WORK REQUEST ▸ For this exercise, print all of the data exactly as given.

Data excerpts
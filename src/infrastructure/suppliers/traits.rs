//! # Transfer Supplier Trait
//!
//! Port definition for supplier integrations.
//!
//! Every backend the aggregator talks to implements [`TransferSupplier`]:
//! a stable code, a live enabled flag and a search operation returning
//! normalized offers or a [`SupplierError`](super::error::SupplierError).
//!
//! # Examples
//!
//! ```ignore
//! use transfer_search::infrastructure::suppliers::{SearchContext, TransferSupplier};
//! use transfer_search::infrastructure::suppliers::error::SupplierResult;
//!
//! #[derive(Debug)]
//! struct MySupplier { /* ... */ }
//!
//! #[async_trait::async_trait]
//! impl TransferSupplier for MySupplier {
//!     // ... implement required methods
//! }
//! ```

use crate::domain::entities::{SearchRequest, SupplierOffer};
use crate::domain::value_objects::{SearchId, SupplierCode};
use crate::infrastructure::suppliers::error::SupplierResult;
use async_trait::async_trait;
use std::fmt;
use std::time::Duration;
use tokio::time::Instant;

/// Per-dispatch information handed to an adapter.
#[derive(Debug, Clone, Copy, PartialEq, Eq)]
pub struct SearchContext {
    search_id: SearchId,
    deadline: Instant,
}

impl SearchContext {
    /// Creates a context.
    #[must_use]
    pub fn new(search_id: SearchId, deadline: Instant) -> Self {
        Self {
            search_id,
            deadline,
        }
    }

    /// Returns the id of the search this dispatch belongs to.
    #[inline]
    #[must_use]
    pub fn search_id(&self) -> SearchId {
        self.search_id
    }

    /// Returns the instant by which the adapter must have answered.
    #[inline]
    #[must_use]
    pub fn deadline(&self) -> Instant {
        self.deadline
    }

    /// Returns the time left until the deadline, zero once it has passed.
    #[must_use]
    pub fn remaining(&self) -> Duration {
        self.deadline.saturating_duration_since(Instant::now())
    }
}

/// Trait defining the interface for supplier adapters.
///
/// # Deadlines
///
/// The orchestrator enforces the deadline in [`SearchContext`] regardless of
/// the adapter, but adapters should bound their own I/O by
/// [`SearchContext::remaining`] so that connections are not left dangling.
///
/// # Error Handling
///
/// Implementations map backend-specific failures onto `SupplierError`
/// variants; the variant decides the failure kind reported to callers.
#[async_trait]
pub trait TransferSupplier: Send + Sync + fmt::Debug {
    /// Returns the supplier's stable code.
    fn code(&self) -> &SupplierCode;

    /// Returns the supplier's current enabled state.
    fn is_enabled(&self) -> bool;

    /// Returns an adapter-specific per-call timeout, if the adapter has one.
    ///
    /// `None` means the orchestrator's configured per-supplier timeout applies.
    fn timeout(&self) -> Option<Duration> {
        None
    }

    /// Searches the supplier for offers matching `request`.
    ///
    /// # Errors
    ///
    /// - `SupplierError::Timeout` - Supplier did not answer in time
    /// - `SupplierError::Connection` - Network or upstream failure
    /// - `SupplierError::ProtocolError` - Unparseable response
    /// - `SupplierError::NoAvailability` / `Rejected` - Supplier declined
    async fn search(
        &self,
        request: &SearchRequest,
        context: &SearchContext,
    ) -> SupplierResult<Vec<SupplierOffer>>;
}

EXERCISE SOLUTION ▸
filename src/infrastructure/suppliers/traits.rs
//! # Transfer Supplier Trait
//!
//! Port definition for supplier integrations.
//!
//! Every backend the aggregator talks to implements [`TransferSupplier`]:
//! a stable code, a live enabled flag and a search operation returning
//! normalized offers or a [`SupplierError`](super::error::SupplierError).
//!
//! # Examples
//!
//! ```ignore
//! use transfer_search::infrastructure::suppliers::{SearchContext, TransferSupplier};
//! use transfer_search::infrastructure::suppliers::error::SupplierResult;
//!
//! #[derive(Debug)]
//! struct MySupplier { /* ... */ }
//!
//! #[async_trait::async_trait]
//! impl TransferSupplier for MySupplier {
//!     // ... implement required methods
//! }
//! ```

use crate::domain::entities::{SearchRequest, SupplierOffer};
use crate::domain::value_objects::{SearchId, SupplierCode};
use crate::infrastructure::suppliers::error::SupplierResult;
use async_trait::async_trait;
use std::fmt;
use std::time::Duration;
use tokio::time::Instant;

/// Per-dispatch information handed to an adapter.
#[derive(Debug, Clone, Copy, PartialEq, Eq)]
pub struct SearchContext {
    search_id: SearchId,
    deadline: Instant,
}

impl SearchContext {
    /// Creates a context.
    #[must_use]
    pub fn new(search_id: SearchId, deadline: Instant) -> Self {
        Self {
            search_id,
            deadline,
        }
    }

    /// Returns the id of the search this dispatch belongs to.
    #[inline]
    #[must_use]
    pub fn search_id(&self) -> SearchId {
        self.search_id
    }

    /// Returns the instant by which the adapter must have answered.
    #[inline]
    #[must_use]
    pub fn deadline(&self) -> Instant {
        self.deadline
    }

    /// Returns the time left until the deadline, zero once it has passed.
    #[must_use]
    pub fn remaining(&self) -> Duration {
        self.deadline.saturating_duration_since(Instant::now())
    }
}

/// Trait defining the interface for supplier adapters.
///
/// # Deadlines
///
/// The orchestrator enforces the deadline in [`SearchContext`] regardless of
/// the adapter, but adapters should bound their own I/O by
/// [`SearchContext::remaining`] so that connections are not left dangling.
///
/// # Error Handling
///
/// Implementations map backend-specific failures onto `SupplierError`
/// variants; the variant decides the failure kind reported to callers.
#[async_trait]
pub trait TransferSupplier: Send + Sync + fmt::Debug {
    /// Returns the supplier's stable code.
    fn code(&self) -> &SupplierCode;

    /// Returns the supplier's current enabled state.
    fn is_enabled(&self) -> bool;

    /// Returns an adapter-specific per-call timeout, if the adapter has one.
    ///
    /// `None` means the orchestrator's configured per-supplier timeout applies.
    fn timeout(&self) -> Option<Duration> {
        None
    }

    /// Searches the supplier for offers matching `request`.
    ///
    /// # Errors
    ///
    /// - `SupplierError::Timeout` - Supplier did not answer in time
    /// - `SupplierError::Connection` - Network or upstream failure
    /// - `SupplierError::ProtocolError` - Unparseable response
    /// - `SupplierError::NoAvailability` / `Rejected` - Supplier declined
    async fn search(
        &self,
        request: &SearchRequest,
        context: &SearchContext,
    ) -> SupplierResult<Vec<SupplierOffer>>;
}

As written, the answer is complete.